(Dataset items)
BEGIN

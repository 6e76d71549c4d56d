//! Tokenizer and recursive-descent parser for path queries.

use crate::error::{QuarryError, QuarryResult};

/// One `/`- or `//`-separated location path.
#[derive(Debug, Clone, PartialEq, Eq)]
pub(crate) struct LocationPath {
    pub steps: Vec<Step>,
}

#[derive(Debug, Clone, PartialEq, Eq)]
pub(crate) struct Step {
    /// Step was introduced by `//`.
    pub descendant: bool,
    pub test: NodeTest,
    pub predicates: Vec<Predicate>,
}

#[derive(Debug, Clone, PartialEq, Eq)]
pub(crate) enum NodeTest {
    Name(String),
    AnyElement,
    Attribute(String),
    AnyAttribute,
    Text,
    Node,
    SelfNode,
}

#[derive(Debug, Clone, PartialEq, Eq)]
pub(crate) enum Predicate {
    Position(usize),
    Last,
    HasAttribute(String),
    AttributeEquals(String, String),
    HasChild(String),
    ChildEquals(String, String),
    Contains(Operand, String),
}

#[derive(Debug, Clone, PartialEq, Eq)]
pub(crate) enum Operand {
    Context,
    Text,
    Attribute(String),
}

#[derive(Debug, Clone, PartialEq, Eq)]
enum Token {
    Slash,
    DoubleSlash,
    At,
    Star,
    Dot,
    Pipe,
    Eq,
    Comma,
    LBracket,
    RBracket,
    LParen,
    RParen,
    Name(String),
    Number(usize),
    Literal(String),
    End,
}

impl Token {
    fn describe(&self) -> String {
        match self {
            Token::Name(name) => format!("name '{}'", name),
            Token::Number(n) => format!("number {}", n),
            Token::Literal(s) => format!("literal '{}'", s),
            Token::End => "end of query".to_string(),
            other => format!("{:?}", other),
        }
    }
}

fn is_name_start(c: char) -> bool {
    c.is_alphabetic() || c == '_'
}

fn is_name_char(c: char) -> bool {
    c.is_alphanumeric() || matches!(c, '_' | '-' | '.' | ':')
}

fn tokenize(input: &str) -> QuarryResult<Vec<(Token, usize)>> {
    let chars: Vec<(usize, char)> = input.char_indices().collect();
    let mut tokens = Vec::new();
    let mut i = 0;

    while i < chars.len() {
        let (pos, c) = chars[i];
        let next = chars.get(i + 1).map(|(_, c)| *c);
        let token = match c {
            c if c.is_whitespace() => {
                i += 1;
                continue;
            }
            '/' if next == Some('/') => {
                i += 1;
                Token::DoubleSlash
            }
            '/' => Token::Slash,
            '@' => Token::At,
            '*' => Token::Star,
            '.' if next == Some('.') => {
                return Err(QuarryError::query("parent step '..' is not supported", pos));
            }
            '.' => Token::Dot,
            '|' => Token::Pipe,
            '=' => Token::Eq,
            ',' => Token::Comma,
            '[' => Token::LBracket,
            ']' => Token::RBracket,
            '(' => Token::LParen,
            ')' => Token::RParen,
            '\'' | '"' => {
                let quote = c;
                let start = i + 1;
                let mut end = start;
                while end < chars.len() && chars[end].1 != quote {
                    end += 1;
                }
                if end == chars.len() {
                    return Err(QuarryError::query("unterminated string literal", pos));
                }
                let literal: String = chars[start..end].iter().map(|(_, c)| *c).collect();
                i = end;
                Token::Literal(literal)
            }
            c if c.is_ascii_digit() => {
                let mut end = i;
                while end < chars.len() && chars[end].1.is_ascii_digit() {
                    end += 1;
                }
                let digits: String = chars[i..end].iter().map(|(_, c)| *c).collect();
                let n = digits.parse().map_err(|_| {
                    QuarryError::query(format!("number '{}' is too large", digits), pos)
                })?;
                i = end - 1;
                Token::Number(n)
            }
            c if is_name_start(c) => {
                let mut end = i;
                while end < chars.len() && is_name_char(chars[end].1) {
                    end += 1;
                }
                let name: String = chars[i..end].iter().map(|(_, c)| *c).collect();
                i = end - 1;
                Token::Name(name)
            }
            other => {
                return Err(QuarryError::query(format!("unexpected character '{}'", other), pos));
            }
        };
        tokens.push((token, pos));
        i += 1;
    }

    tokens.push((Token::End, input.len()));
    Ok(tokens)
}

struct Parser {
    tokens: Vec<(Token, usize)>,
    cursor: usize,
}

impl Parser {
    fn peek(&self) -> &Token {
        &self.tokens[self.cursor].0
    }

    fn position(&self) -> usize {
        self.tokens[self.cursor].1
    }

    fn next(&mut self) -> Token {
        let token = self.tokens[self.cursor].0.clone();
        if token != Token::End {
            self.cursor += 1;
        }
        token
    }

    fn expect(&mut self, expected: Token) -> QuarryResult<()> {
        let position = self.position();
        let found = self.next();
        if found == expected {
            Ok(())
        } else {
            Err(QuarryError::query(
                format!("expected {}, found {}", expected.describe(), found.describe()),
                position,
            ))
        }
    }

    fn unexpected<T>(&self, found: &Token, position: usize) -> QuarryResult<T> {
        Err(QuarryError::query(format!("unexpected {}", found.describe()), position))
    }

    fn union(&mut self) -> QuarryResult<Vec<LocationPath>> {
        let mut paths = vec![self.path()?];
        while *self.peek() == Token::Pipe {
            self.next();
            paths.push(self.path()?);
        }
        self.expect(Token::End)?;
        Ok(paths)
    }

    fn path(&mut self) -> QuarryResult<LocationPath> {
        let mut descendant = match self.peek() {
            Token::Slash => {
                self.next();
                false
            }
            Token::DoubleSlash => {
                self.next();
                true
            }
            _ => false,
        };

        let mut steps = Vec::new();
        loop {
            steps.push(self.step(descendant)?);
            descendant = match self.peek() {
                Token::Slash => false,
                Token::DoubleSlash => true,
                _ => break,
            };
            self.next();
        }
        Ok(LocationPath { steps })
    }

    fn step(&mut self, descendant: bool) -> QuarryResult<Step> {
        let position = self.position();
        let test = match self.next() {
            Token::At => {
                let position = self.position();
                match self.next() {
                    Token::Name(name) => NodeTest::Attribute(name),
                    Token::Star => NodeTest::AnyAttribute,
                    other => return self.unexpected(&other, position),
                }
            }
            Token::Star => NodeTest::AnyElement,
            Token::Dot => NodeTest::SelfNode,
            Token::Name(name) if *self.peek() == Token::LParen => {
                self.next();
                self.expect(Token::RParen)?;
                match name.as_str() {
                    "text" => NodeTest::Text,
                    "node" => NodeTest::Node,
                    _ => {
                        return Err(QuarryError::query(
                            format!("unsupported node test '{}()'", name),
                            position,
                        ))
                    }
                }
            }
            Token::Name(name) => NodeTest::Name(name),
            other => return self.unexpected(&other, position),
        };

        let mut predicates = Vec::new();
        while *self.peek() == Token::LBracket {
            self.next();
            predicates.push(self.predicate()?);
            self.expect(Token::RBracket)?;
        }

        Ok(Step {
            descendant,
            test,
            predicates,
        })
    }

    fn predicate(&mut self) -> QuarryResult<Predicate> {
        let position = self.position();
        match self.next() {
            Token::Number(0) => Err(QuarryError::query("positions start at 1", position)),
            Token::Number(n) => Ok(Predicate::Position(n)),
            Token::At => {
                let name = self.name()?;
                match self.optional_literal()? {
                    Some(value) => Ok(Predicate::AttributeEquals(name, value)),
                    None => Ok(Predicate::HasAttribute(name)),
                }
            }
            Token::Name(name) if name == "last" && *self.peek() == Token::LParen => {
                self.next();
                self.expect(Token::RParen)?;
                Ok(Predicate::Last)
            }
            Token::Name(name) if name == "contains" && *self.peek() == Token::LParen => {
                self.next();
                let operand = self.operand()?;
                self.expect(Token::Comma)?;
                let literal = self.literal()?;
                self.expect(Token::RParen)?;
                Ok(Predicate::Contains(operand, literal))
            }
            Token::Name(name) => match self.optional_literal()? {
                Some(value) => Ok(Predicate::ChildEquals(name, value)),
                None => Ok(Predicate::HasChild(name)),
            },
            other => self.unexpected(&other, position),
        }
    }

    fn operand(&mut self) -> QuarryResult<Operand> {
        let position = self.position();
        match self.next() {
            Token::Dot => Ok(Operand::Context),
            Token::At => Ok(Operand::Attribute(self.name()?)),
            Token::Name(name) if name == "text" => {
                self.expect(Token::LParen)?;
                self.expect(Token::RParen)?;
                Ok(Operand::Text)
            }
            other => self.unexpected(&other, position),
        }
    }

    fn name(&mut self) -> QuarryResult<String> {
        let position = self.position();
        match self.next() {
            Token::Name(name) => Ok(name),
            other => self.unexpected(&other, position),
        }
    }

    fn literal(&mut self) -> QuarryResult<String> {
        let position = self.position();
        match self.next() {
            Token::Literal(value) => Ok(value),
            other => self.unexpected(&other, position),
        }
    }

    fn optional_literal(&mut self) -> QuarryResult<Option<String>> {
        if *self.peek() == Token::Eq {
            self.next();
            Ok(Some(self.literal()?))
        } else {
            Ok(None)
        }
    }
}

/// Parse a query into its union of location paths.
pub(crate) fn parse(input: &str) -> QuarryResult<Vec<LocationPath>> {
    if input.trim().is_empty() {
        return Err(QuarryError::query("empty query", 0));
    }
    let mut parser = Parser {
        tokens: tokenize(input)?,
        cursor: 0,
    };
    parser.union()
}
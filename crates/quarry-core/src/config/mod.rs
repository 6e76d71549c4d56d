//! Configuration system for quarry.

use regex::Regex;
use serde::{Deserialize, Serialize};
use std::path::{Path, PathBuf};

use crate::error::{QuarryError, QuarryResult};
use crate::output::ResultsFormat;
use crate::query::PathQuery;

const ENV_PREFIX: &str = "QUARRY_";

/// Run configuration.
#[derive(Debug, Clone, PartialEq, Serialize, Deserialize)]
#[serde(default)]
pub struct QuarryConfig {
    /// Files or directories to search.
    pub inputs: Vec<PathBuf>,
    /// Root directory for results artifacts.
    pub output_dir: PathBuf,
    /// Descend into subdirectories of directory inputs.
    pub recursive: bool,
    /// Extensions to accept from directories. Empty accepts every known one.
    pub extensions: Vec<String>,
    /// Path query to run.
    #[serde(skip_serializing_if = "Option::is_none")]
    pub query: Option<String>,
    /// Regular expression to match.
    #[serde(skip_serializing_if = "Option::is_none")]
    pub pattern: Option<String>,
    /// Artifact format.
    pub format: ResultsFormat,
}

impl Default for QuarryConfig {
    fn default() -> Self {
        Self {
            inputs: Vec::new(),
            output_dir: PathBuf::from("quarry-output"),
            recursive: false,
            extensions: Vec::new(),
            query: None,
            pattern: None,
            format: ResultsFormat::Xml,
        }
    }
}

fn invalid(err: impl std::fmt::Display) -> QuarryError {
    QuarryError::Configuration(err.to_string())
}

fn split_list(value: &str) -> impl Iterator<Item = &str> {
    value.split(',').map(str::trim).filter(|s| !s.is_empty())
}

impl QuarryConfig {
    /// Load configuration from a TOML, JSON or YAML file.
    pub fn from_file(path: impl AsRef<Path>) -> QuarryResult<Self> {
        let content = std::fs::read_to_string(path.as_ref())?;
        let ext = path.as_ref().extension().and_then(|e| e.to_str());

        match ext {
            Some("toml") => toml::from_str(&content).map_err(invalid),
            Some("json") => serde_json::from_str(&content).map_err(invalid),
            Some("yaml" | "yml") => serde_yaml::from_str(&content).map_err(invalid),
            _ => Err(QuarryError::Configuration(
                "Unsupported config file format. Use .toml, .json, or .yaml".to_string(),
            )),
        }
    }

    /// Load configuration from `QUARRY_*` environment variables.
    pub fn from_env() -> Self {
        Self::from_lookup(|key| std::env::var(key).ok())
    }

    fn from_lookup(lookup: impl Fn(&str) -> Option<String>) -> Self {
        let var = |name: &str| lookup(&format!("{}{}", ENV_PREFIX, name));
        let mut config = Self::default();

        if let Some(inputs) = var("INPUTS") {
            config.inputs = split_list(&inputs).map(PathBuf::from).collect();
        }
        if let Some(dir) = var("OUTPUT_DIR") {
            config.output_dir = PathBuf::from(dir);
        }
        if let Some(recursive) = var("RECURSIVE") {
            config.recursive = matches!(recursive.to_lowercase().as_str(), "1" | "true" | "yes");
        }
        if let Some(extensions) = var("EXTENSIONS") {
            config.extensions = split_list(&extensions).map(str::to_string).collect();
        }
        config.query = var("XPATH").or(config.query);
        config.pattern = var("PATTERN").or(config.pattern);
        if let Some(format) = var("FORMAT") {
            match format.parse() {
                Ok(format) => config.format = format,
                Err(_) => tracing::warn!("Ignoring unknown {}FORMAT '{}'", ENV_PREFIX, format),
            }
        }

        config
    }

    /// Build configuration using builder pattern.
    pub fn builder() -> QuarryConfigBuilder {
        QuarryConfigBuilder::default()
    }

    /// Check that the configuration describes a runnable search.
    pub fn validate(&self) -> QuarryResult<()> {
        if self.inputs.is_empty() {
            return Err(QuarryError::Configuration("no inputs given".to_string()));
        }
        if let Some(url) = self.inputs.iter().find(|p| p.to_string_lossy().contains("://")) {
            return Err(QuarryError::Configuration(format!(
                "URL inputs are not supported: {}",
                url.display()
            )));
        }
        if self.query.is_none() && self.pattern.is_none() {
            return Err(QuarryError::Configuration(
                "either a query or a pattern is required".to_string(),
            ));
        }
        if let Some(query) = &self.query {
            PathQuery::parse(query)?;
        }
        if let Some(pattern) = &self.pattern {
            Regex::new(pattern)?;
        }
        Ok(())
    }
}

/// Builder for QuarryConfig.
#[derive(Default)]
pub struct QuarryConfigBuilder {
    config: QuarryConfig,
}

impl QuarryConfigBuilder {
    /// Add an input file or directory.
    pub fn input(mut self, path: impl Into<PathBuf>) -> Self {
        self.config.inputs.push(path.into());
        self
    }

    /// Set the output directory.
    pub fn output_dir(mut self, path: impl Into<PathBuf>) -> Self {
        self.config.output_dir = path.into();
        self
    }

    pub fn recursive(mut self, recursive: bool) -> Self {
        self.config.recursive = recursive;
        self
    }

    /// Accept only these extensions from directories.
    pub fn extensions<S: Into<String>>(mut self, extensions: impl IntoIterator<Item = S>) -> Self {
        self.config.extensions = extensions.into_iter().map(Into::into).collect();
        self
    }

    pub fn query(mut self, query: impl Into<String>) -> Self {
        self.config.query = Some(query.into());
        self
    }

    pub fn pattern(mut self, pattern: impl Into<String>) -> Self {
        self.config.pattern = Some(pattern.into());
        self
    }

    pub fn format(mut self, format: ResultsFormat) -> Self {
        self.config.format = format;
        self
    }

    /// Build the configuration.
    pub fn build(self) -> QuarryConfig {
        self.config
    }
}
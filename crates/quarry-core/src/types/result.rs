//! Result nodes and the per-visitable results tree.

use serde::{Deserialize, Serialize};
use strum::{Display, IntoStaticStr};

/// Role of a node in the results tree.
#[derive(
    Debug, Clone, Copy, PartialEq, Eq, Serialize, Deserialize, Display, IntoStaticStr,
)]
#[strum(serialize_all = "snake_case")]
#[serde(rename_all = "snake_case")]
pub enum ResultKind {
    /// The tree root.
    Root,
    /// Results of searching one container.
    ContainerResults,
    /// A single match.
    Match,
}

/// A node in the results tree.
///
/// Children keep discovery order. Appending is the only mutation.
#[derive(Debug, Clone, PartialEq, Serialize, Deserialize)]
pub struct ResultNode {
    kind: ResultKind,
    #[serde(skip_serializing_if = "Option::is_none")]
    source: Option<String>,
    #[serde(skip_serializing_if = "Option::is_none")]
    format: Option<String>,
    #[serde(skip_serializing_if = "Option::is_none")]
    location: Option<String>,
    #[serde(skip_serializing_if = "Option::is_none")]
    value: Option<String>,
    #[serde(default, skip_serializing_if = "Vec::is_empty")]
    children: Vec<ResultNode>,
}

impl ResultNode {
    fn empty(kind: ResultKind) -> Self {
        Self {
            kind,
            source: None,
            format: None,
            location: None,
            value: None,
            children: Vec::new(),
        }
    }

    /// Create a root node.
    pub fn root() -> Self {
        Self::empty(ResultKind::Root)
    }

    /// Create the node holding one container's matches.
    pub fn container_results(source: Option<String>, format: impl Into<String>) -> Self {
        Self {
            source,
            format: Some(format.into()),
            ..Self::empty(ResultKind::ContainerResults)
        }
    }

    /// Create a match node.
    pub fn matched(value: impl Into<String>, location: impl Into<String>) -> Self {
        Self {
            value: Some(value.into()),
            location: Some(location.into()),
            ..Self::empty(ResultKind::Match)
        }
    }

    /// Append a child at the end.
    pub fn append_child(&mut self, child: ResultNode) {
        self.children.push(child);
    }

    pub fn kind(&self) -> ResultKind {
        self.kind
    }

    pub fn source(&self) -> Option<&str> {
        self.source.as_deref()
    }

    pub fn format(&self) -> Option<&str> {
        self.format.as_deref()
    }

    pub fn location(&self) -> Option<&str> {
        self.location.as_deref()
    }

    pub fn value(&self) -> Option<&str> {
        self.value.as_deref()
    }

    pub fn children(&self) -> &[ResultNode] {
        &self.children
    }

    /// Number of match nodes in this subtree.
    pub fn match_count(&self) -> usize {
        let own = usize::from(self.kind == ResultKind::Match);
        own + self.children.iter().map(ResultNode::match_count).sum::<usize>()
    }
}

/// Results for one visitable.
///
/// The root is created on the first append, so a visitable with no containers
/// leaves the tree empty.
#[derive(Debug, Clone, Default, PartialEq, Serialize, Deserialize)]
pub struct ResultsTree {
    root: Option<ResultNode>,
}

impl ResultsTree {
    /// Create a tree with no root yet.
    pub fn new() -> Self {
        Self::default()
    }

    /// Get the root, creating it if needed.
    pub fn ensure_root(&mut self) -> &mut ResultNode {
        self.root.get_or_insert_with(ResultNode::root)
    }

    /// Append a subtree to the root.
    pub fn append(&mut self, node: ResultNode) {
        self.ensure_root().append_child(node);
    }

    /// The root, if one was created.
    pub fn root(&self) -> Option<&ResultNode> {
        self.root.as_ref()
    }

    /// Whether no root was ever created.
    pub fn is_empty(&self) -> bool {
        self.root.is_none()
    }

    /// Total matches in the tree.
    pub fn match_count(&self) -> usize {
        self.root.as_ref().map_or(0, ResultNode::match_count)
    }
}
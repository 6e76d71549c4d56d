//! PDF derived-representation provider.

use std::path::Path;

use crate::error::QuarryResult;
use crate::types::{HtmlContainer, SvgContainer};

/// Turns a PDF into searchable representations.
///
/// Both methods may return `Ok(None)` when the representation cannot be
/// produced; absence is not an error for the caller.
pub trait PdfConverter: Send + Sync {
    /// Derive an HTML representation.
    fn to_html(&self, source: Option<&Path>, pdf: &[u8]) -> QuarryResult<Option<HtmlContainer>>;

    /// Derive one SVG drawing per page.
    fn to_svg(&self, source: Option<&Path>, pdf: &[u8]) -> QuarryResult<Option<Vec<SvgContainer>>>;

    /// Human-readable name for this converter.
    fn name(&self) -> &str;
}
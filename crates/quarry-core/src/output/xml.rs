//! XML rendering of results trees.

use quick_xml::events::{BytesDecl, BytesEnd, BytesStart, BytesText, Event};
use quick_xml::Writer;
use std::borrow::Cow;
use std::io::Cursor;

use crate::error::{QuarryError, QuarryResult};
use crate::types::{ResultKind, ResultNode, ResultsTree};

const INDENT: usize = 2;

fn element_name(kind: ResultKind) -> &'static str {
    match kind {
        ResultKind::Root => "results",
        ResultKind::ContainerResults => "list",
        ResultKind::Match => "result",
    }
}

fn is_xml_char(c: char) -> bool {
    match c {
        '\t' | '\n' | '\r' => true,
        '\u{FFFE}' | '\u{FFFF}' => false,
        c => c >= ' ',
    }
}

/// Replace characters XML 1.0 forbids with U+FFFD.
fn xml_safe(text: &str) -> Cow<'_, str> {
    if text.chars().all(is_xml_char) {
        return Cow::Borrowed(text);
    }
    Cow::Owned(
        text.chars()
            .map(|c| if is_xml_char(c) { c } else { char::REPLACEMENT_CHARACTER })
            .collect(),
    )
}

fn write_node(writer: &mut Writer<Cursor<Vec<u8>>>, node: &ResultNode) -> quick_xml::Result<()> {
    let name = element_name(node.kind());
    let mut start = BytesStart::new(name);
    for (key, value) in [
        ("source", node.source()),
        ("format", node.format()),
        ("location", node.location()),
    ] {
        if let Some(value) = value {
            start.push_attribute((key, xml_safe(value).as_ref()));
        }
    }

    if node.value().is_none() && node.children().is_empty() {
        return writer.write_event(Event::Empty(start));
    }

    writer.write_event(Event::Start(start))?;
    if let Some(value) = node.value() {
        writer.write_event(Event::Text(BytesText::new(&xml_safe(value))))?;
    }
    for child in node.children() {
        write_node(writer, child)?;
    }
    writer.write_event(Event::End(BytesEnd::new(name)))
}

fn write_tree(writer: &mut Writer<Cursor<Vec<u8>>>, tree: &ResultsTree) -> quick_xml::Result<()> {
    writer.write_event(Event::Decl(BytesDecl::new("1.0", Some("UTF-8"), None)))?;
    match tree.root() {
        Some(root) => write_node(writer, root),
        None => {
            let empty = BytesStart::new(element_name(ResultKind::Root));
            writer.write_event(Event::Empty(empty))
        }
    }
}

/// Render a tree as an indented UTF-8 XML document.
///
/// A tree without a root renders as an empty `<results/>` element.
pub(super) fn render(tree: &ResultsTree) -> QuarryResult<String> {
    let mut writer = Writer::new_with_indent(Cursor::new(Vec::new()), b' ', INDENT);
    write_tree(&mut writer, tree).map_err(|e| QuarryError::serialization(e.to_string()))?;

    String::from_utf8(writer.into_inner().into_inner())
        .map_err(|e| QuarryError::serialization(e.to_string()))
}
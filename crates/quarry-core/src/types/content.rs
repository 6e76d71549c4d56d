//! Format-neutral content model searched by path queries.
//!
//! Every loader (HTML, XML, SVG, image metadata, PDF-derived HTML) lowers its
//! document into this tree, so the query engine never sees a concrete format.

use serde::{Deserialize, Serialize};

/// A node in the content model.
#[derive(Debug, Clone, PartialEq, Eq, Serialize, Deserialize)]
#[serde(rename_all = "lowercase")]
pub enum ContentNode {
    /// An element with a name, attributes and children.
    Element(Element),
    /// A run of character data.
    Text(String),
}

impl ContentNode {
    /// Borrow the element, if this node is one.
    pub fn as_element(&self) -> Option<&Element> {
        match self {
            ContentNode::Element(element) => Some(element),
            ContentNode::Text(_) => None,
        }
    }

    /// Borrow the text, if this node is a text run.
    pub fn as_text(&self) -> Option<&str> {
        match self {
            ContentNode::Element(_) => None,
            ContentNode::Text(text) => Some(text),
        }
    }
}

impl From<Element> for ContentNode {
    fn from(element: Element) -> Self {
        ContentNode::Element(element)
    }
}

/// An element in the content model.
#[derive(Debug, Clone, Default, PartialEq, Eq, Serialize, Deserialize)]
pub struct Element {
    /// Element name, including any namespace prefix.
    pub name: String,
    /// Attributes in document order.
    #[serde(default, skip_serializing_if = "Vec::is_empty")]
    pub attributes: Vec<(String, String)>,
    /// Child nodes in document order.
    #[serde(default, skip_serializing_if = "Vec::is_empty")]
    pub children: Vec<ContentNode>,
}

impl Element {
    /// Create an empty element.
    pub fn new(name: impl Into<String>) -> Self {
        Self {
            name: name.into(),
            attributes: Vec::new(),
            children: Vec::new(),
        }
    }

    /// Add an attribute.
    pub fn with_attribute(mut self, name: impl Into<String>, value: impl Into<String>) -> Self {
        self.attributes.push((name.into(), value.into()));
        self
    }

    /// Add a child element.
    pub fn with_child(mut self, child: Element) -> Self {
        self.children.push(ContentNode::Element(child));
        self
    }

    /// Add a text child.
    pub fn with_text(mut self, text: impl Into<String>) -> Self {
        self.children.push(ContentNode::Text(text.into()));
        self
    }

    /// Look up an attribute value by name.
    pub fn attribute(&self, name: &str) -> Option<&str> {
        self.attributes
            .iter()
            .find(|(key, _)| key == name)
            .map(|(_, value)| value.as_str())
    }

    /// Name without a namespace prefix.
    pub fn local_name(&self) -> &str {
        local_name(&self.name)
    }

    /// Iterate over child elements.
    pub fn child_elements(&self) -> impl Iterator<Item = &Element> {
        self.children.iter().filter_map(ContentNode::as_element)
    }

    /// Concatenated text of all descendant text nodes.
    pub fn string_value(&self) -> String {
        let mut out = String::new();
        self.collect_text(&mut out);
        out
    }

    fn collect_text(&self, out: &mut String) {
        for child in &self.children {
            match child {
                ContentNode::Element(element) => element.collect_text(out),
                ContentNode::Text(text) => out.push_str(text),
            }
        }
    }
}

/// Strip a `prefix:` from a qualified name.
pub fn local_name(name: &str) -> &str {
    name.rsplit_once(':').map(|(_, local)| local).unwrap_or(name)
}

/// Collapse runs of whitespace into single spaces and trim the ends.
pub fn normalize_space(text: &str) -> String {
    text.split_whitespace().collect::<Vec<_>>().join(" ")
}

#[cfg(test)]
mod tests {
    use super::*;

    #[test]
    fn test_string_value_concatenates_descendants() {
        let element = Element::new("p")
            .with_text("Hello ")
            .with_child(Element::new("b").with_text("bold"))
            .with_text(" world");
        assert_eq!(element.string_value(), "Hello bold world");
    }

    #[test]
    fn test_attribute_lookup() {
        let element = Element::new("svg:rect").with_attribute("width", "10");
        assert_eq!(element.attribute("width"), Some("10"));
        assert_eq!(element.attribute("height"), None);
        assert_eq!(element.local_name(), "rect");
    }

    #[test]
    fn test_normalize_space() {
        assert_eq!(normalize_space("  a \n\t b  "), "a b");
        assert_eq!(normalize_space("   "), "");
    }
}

END

• [Task description]: Only the lines above starting at the line that holds "directories to search." and ending at the line that holds "expression to match." are to be repeated, exactly and in full.

• [Output of the exercise]:
    /// Files or directories to search.
    pub inputs: Vec<PathBuf>,
    /// Root directory for results artifacts.
    pub output_dir: PathBuf,
    /// Descend into subdirectories of directory inputs.
    pub recursive: bool,
    /// Extensions to accept from directories. Empty accepts every known one.
    pub extensions: Vec<String>,
    /// Path query to run.
    #[serde(skip_serializing_if = "Option::is_none")]
    pub query: Option<String>,
    /// Regular expression to match.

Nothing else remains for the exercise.